Exercise directions | Copy the first line of the material below and every later line through the line containing "let mut set = Self::new();", without any other output.

[Start of section]

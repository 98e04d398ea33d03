//! The unit of work: identity map, scheduled operations and change sets.
//!
//! Entities enter the unit of work either as new (`persist`) or as loaded
//! from storage (`register_managed`). Managed entities are dirty-checked
//! against a snapshot of their original values. `commit` turns the pending
//! schedules into a [`FlushPlan`] and resets the unit for the next flush.

use std::{collections::BTreeMap, mem, sync::Arc};

use serde::Serialize;

use crate::{
  Error, Result,
  entity::{Entity, EntityKey, snapshot},
  metadata::{EntityMetadata, FieldMapping},
  plan::{FlushPlan, Statement},
  value::{Row, Value},
};

// ─── State ───────────────────────────────────────────────────────────────────

#[derive(Debug, Clone, Copy, PartialEq, Eq, Serialize)]
#[serde(rename_all = "lowercase")]
pub enum EntityState {
  /// Persisted in this unit, not yet written.
  New,
  /// Loaded or written; tracked for changes.
  Managed,
  /// Scheduled for physical deletion.
  Removed,
}

// ─── Change sets ─────────────────────────────────────────────────────────────

/// Field name -> `(old, new)`.
#[derive(Debug, Clone, Default, PartialEq, Serialize)]
pub struct ChangeSet {
  changes: BTreeMap<String, (Value, Value)>,
}

impl ChangeSet {
  pub fn new() -> Self { Self::default() }

  pub fn single(field: impl Into<String>, old: Value, new: Value) -> Self {
    let mut set = Self::new();
    set.record(field, old, new);
    set
  }

  /// Record a change, replacing any earlier record for the same field.
  pub fn record(&mut self, field: impl Into<String>, old: Value, new: Value) {
    self.changes.insert(field.into(), (old, new));
  }

  pub fn get(&self, field: &str) -> Option<&(Value, Value)> { self.changes.get(field) }

  pub fn contains(&self, field: &str) -> bool { self.changes.contains_key(field) }

  pub fn fields(&self) -> impl Iterator<Item = &str> { self.changes.keys().map(String::as_str) }

  pub fn iter(&self) -> impl Iterator<Item = (&str, &(Value, Value))> {
    self.changes.iter().map(|(k, v)| (k.as_str(), v))
  }

  pub fn len(&self) -> usize { self.changes.len() }

  pub fn is_empty(&self) -> bool { self.changes.is_empty() }

  pub fn merge(&mut self, other: ChangeSet) { self.changes.extend(other.changes); }
}

// ─── Tracked entity ──────────────────────────────────────────────────────────

#[derive(Debug)]
struct Tracked {
  metadata: Arc<EntityMetadata>,
  entity:   Box<dyn Entity>,
  state:    EntityState,
  /// Field values as last loaded or written; empty for new entities.
  original: Row,
}

// ─── Unit of work ────────────────────────────────────────────────────────────

#[derive(Debug, Default)]
pub struct UnitOfWork {
  identity_map:  BTreeMap<EntityKey, Tracked>,
  insertions:    Vec<EntityKey>,
  updates:       Vec<EntityKey>,
  deletions:     Vec<EntityKey>,
  change_sets:   BTreeMap<EntityKey, ChangeSet>,
  extra_updates: Vec<(EntityKey, ChangeSet)>,
}

impl UnitOfWork {
  pub fn new() -> Self { Self::default() }

  fn tracked(&self, key: &EntityKey) -> Result<&Tracked> {
    self
      .identity_map
      .get(key)
      .ok_or_else(|| Error::NotManaged(key.clone()))
  }

  fn tracked_mut(&mut self, key: &EntityKey) -> Result<&mut Tracked> {
    self
      .identity_map
      .get_mut(key)
      .ok_or_else(|| Error::NotManaged(key.clone()))
  }

  // ── Entering and leaving ──────────────────────────────────────────────────

  /// Track a new entity and schedule it for insertion.
  pub fn persist(
    &mut self,
    metadata: Arc<EntityMetadata>,
    entity: Box<dyn Entity>,
  ) -> Result<EntityKey> {
    let key = EntityKey::new(metadata.entity_name(), entity.id());
    if self.identity_map.contains_key(&key) {
      return Err(Error::AlreadyManaged(key));
    }
    self.identity_map.insert(key.clone(), Tracked {
      metadata,
      entity,
      state: EntityState::New,
      original: Row::new(),
    });
    self.insertions.push(key.clone());
    Ok(key)
  }

  /// Persist an entity that is already tracked. A removed entity becomes
  /// managed again and leaves the deletion schedule; otherwise a no-op.
  pub fn persist_key(&mut self, key: &EntityKey) -> Result<()> {
    let tracked = self.tracked_mut(key)?;
    if tracked.state == EntityState::Removed {
      tracked.state = EntityState::Managed;
      self.deletions.retain(|k| k != key);
    }
    Ok(())
  }

  /// Track an entity loaded from storage, snapshotting its current values.
  pub fn register_managed(
    &mut self,
    metadata: Arc<EntityMetadata>,
    entity: Box<dyn Entity>,
  ) -> Result<EntityKey> {
    let key = EntityKey::new(metadata.entity_name(), entity.id());
    if self.identity_map.contains_key(&key) {
      return Err(Error::AlreadyManaged(key));
    }
    let original = snapshot(&*entity, &metadata);
    self.identity_map.insert(key.clone(), Tracked {
      metadata,
      entity,
      state: EntityState::Managed,
      original,
    });
    Ok(key)
  }

  /// Schedule an entity for deletion. A new entity is simply forgotten.
  pub fn remove(&mut self, key: &EntityKey) -> Result<()> {
    let state = self.tracked(key)?.state;
    match state {
      EntityState::New => {
        self.detach(key);
      }
      EntityState::Managed => {
        self.tracked_mut(key)?.state = EntityState::Removed;
        self.updates.retain(|k| k != key);
        if !self.deletions.contains(key) {
          self.deletions.push(key.clone());
        }
      }
      EntityState::Removed => {}
    }
    Ok(())
  }

  /// Stop tracking an entity and drop it from every schedule.
  pub fn detach(&mut self, key: &EntityKey) -> Option<Box<dyn Entity>> {
    self.insertions.retain(|k| k != key);
    self.updates.retain(|k| k != key);
    self.deletions.retain(|k| k != key);
    self.change_sets.remove(key);
    self.extra_updates.retain(|(k, _)| k != key);
    self.identity_map.remove(key).map(|t| t.entity)
  }

  pub fn clear(&mut self) { *self = Self::default(); }

  // ── Change tracking ───────────────────────────────────────────────────────

  /// Dirty-check every managed entity against its snapshot and schedule the
  /// changed ones for update.
  pub fn compute_change_sets(&mut self) {
    let managed: Vec<EntityKey> = self
      .identity_map
      .iter()
      .filter(|(_, t)| t.state == EntityState::Managed)
      .map(|(k, _)| k.clone())
      .collect();
    for key in managed {
      self.schedule_dirty(&key);
    }
  }

  /// Dirty-check one tracked entity, e.g. after a listener made a removed
  /// entity managed again during `OnFlush`. Only managed entities are
  /// checked.
  pub fn recompute_change_set(&mut self, key: &EntityKey) -> Result<()> {
    if self.tracked(key)?.state == EntityState::Managed {
      self.schedule_dirty(key);
    }
    Ok(())
  }

  fn schedule_dirty(&mut self, key: &EntityKey) {
    let Some(tracked) = self.identity_map.get(key) else {
      return;
    };
    let changes = diff(tracked);
    if changes.is_empty() {
      return;
    }

    self.change_sets.entry(key.clone()).or_default().merge(changes);
    if !self.updates.contains(key) {
      self.updates.push(key.clone());
    }
  }

  /// Record that `field` of a tracked entity changed from `old` to `new`.
  /// A managed entity is scheduled for update.
  pub fn property_changed(
    &mut self,
    key: &EntityKey,
    field: &str,
    old: Value,
    new: Value,
  ) -> Result<()> {
    let tracked = self.tracked(key)?;
    if !tracked.metadata.has_field(field) {
      return Err(Error::UnknownField {
        entity: key.entity.clone(),
        field:  field.to_owned(),
      });
    }
    let state = tracked.state;

    self
      .change_sets
      .entry(key.clone())
      .or_default()
      .record(field, old, new);
    if state == EntityState::Managed && !self.updates.contains(key) {
      self.updates.push(key.clone());
    }
    Ok(())
  }

  /// Force an update of the given fields, independent of dirty-checking.
  pub fn schedule_extra_update(&mut self, key: &EntityKey, changes: ChangeSet) -> Result<()> {
    self.tracked(key)?;
    match self.extra_updates.iter_mut().find(|(k, _)| k == key) {
      Some((_, existing)) => existing.merge(changes),
      None => self.extra_updates.push((key.clone(), changes)),
    }
    Ok(())
  }

  // ── Inspection ────────────────────────────────────────────────────────────

  pub fn scheduled_insertions(&self) -> &[EntityKey] { &self.insertions }

  pub fn scheduled_updates(&self) -> &[EntityKey] { &self.updates }

  pub fn scheduled_deletions(&self) -> &[EntityKey] { &self.deletions }

  pub fn extra_updates(&self) -> &[(EntityKey, ChangeSet)] { &self.extra_updates }

  pub fn extra_update(&self, key: &EntityKey) -> Option<&ChangeSet> {
    self
      .extra_updates
      .iter()
      .find_map(|(k, changes)| (k == key).then_some(changes))
  }

  pub fn is_scheduled_for_insert(&self, key: &EntityKey) -> bool {
    self.insertions.contains(key)
  }

  pub fn is_scheduled_for_update(&self, key: &EntityKey) -> bool {
    self.updates.contains(key)
  }

  pub fn is_scheduled_for_delete(&self, key: &EntityKey) -> bool {
    self.deletions.contains(key)
  }

  pub fn has_pending_changes(&self) -> bool {
    !(self.insertions.is_empty()
      && self.updates.is_empty()
      && self.deletions.is_empty()
      && self.extra_updates.is_empty())
  }

  pub fn contains(&self, key: &EntityKey) -> bool { self.identity_map.contains_key(key) }

  pub fn keys(&self) -> impl Iterator<Item = &EntityKey> { self.identity_map.keys() }

  pub fn len(&self) -> usize { self.identity_map.len() }

  pub fn is_empty(&self) -> bool { self.identity_map.is_empty() }

  pub fn entity(&self, key: &EntityKey) -> Option<&dyn Entity> {
    self.identity_map.get(key).map(|t| &*t.entity)
  }

  pub fn entity_mut(&mut self, key: &EntityKey) -> Option<&mut dyn Entity> {
    self.identity_map.get_mut(key).map(|t| &mut *t.entity)
  }

  pub fn metadata(&self, key: &EntityKey) -> Option<&Arc<EntityMetadata>> {
    self.identity_map.get(key).map(|t| &t.metadata)
  }

  pub fn entity_state(&self, key: &EntityKey) -> Option<EntityState> {
    self.identity_map.get(key).map(|t| t.state)
  }

  pub fn change_set(&self, key: &EntityKey) -> Option<&ChangeSet> { self.change_sets.get(key) }

  pub fn original_data(&self, key: &EntityKey) -> Option<&Row> {
    self.identity_map.get(key).map(|t| &t.original)
  }

  // ── Commit ────────────────────────────────────────────────────────────────

  /// Plan every scheduled operation, then reset the schedules: written
  /// entities become managed with a fresh snapshot and deleted ones are
  /// detached. Nothing is reset if planning fails.
  pub fn commit(&mut self) -> Result<FlushPlan> {
    let mut plan = FlushPlan::default();

    for key in &self.insertions {
      let tracked = self.tracked(key)?;
      let metadata = &tracked.metadata;
      let values = metadata
        .fields()
        .iter()
        .map(|mapping| {
          let value = tracked.entity.get(&mapping.field_name).unwrap_or(Value::Null);
          check_value(mapping, &value)?;
          Ok((mapping.column_name.clone(), value))
        })
        .collect::<Result<Vec<_>>>()?;
      plan.statements.push(Statement::Insert {
        table: metadata.table_name().to_owned(),
        values,
      });
    }

    for key in &self.updates {
      let Some(changes) = self.change_sets.get(key).filter(|c| !c.is_empty()) else {
        continue;
      };
      plan
        .statements
        .push(update_statement(key, &self.tracked(key)?.metadata, changes)?);
    }

    for (key, changes) in &self.extra_updates {
      if changes.is_empty() {
        continue;
      }
      plan
        .statements
        .push(update_statement(key, &self.tracked(key)?.metadata, changes)?);
    }

    for key in &self.deletions {
      let metadata = &self.tracked(key)?.metadata;
      plan.statements.push(Statement::Delete {
        table:      metadata.table_name().to_owned(),
        key_column: metadata.identifier().column_name.clone(),
        id:         key.id,
      });
    }

    let written: Vec<EntityKey> = mem::take(&mut self.insertions)
      .into_iter()
      .chain(mem::take(&mut self.updates))
      .chain(mem::take(&mut self.extra_updates).into_iter().map(|(k, _)| k))
      .collect();
    for key in &written {
      if let Some(tracked) = self.identity_map.get_mut(key) {
        tracked.state = EntityState::Managed;
        tracked.original = snapshot(&*tracked.entity, &tracked.metadata);
      }
    }
    for key in mem::take(&mut self.deletions) {
      self.identity_map.remove(&key);
    }
    self.change_sets.clear();

    tracing::debug!(
      statements = plan.len(),
      tracked = self.identity_map.len(),
      "unit of work committed"
    );
    Ok(plan)
  }
}

/// Fields whose current value differs from the original snapshot.
fn diff(tracked: &Tracked) -> ChangeSet {
  let mut changes = ChangeSet::new();
  for (field, new) in snapshot(&*tracked.entity, &tracked.metadata) {
    let old = tracked.original.get(&field).cloned().unwrap_or(Value::Null);
    if old != new {
      changes.record(field, old, new);
    }
  }
  changes
}

fn check_value(mapping: &FieldMapping, value: &Value) -> Result<()> {
  if value.is_null() && !mapping.nullable {
    return Err(Error::UnexpectedNull(mapping.field_name.clone()));
  }
  if !value.matches(mapping.field_type) {
    return Err(Error::TypeMismatch {
      field:    mapping.field_name.clone(),
      expected: mapping.field_type,
      found:    value.type_name(),
    });
  }
  Ok(())
}

fn update_statement(
  key: &EntityKey,
  metadata: &EntityMetadata,
  changes: &ChangeSet,
) -> Result<Statement> {
  let values = changes
    .iter()
    .map(|(field, (_, new))| {
      let mapping = metadata.field(field).ok_or_else(|| Error::UnknownField {
        entity: key.entity.clone(),
        field:  field.to_owned(),
      })?;
      check_value(mapping, new)?;
      Ok((mapping.column_name.clone(), new.clone()))
    })
    .collect::<Result<Vec<_>>>()?;

  Ok(Statement::Update {
    table: metadata.table_name().to_owned(),
    key_column: metadata.identifier().column_name.clone(),
    id: key.id,
    values,
  })
}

[End of section]

Task output |
repository 98e04d398ea33d03
//! The unit of work: identity map, scheduled operations and change sets.
//!
//! Entities enter the unit of work either as new (`persist`) or as loaded
//! from storage (`register_managed`). Managed entities are dirty-checked
//! against a snapshot of their original values. `commit` turns the pending
//! schedules into a [`FlushPlan`] and resets the unit for the next flush.

use std::{collections::BTreeMap, mem, sync::Arc};

use serde::Serialize;

use crate::{
  Error, Result,
  entity::{Entity, EntityKey, snapshot},
  metadata::{EntityMetadata, FieldMapping},
  plan::{FlushPlan, Statement},
  value::{Row, Value},
};

// ─── State ───────────────────────────────────────────────────────────────────

#[derive(Debug, Clone, Copy, PartialEq, Eq, Serialize)]
#[serde(rename_all = "lowercase")]
pub enum EntityState {
  /// Persisted in this unit, not yet written.
  New,
  /// Loaded or written; tracked for changes.
  Managed,
  /// Scheduled for physical deletion.
  Removed,
}

// ─── Change sets ─────────────────────────────────────────────────────────────

/// Field name -> `(old, new)`.
#[derive(Debug, Clone, Default, PartialEq, Serialize)]
pub struct ChangeSet {
  changes: BTreeMap<String, (Value, Value)>,
}

impl ChangeSet {
  pub fn new() -> Self { Self::default() }

  pub fn single(field: impl Into<String>, old: Value, new: Value) -> Self {
    let mut set = Self::new();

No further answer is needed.